Looking back, I have grown the most at times through raising questions, and seldom through answers. Finding answers is one-layered learning whereas questioning forces multiple-layered learning and often burrows into deeper probing beyond the original question. Pursuing questions with questions allows me to dig deep and deeper. There has been a progression of learning in my life: from answering questions to questioning the answers to questioning the questions. (Tangentially, this trajectory of learning congrueres a great deal with the life stages of construction, deconstruction, and reconstruction. In the reconstruction phase of our life, we end up in a very different place from where we started, but it needed all our construction and deconstruction phases to get there. Nothing is wasted in that sense.)
While in Singapore, I realized that there is one more necessary element toward growth and maturity. In fact, it stands shoulder to shoulder with questioning; it is pause. Or Selah as the psalmists called it. While framed as punctuated insertions in poetic lines or songs, I think much of the Psalms is trying to grope with the reality of who God is and how God “walks” on the earth. The groping is questioning, questioning to understand what can be understood and what cannot be. Mystery is not mystery because it is unknowable. Rather, mystery is mystery because it is endlessly knowable, like endless-layered seeing, perceiving, and understanding. (I owe this insight to Richard Rohr.) In this vein, we see and grow in what can be known and understood in a series of depth in selah. Letting go or unknowing what we think are the knowns, we are positioned to know the unknowable layer after layer. Naturally, the deeper and more profound the questions, the longer the pause. The word selah in the Psalms, which appears 74 times, means “stop and listen.” While we can listen on the fly, deep listening to God, ourselves, and others is not possible without stopping. We stop to listen, and we listen to stop.

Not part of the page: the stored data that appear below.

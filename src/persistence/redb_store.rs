use redb::{Database, ReadableTable, TableDefinition};
use std::path::Path;
use std::sync::Arc;
use thiserror::Error;
use tracing::info;

// One flat key-value table; every preference object is a JSON blob under a
// well-known key. No schema versioning, no migrations.
const PREFERENCES_TABLE: TableDefinition<&str, Vec<u8>> = TableDefinition::new("preferences");

#[derive(Error, Debug)]
pub enum StoreError {
    #[error("Redb error: {0}")]
    Redb(#[from] redb::Error),
    #[error("Commit error: {0}")]
    Commit(#[from] redb::CommitError),
    #[error("Table error: {0}")]
    Table(#[from] redb::TableError),
    #[error("Storage error: {0}")]
    Storage(#[from] redb::StorageError),
    #[error("Transaction error: {0}")]
    Transaction(#[from] redb::TransactionError),
    #[error("Database error: {0}")]
    Database(#[from] redb::DatabaseError),
    #[error("Serialization error: {0}")]
    Serialization(#[from] serde_json::Error),
}

pub struct RedbStore {
    db: Arc<Database>,
}

impl RedbStore {
    pub fn new<P: AsRef<Path>>(path: P) -> Result<Self, StoreError> {
        let db = Database::create(path)?;
        info!("📦 Preference database opened");
        Ok(Self { db: Arc::new(db) })
    }

    pub fn put_json(&self, key: &str, value: &serde_json::Value) -> Result<(), StoreError> {
        let txn = self.db.begin_write()?;
        {
            let mut table = txn.open_table(PREFERENCES_TABLE)?;
            let data = serde_json::to_vec(value)?;
            table.insert(key, data)?;
        }
        txn.commit()?;
        Ok(())
    }

    pub fn get_json(&self, key: &str) -> Result<Option<serde_json::Value>, StoreError> {
        let txn = self.db.begin_read()?;
        let table = match txn.open_table(PREFERENCES_TABLE) {
            Ok(table) => table,
            // Nothing has ever been written.
            Err(redb::TableError::TableDoesNotExist(_)) => return Ok(None),
            Err(e) => return Err(e.into()),
        };

        let mut result = None;
        if let Some(v) = table.get(key)? {
            let value: serde_json::Value = serde_json::from_slice(&v.value())?;
            result = Some(value);
        }
        Ok(result)
    }
}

Pause or selah is entering God’s domain, inviting us to relinquish our control or our need for control. Pause is the sacred space where God is God, and we are reminded we are mere mortals. Pause embraces confusion and feeling distraught without needing to fix or seeking untimely solutions. Pause creates the space where primal hope and faith reside. Pause necessitates our letting go of control. Pause is not pause when still holding onto control and our sense of clarity. Pause is because clarity isn’t. As long as one tries to maintain control and clarity, one cannot properly enter pause. Selah is an act of faith, the highest and the purest kind, that transfers our ownership of control to God and God’s timing. (The thought that we actually own anything is an illusion to begin with.) As God’s time is not our time, waiting for God’s time (which is waiting for God) stands as a repetitive theme of the entire Psalms. The repeated interplay of question and the selah provide the most perfect breeding ground for deep transformation. It is the holy ground where we are invited to “take off our shoes,” enter God’s domain (Kingdom), and properly align with God’s grace-filled sovereignty and mystery.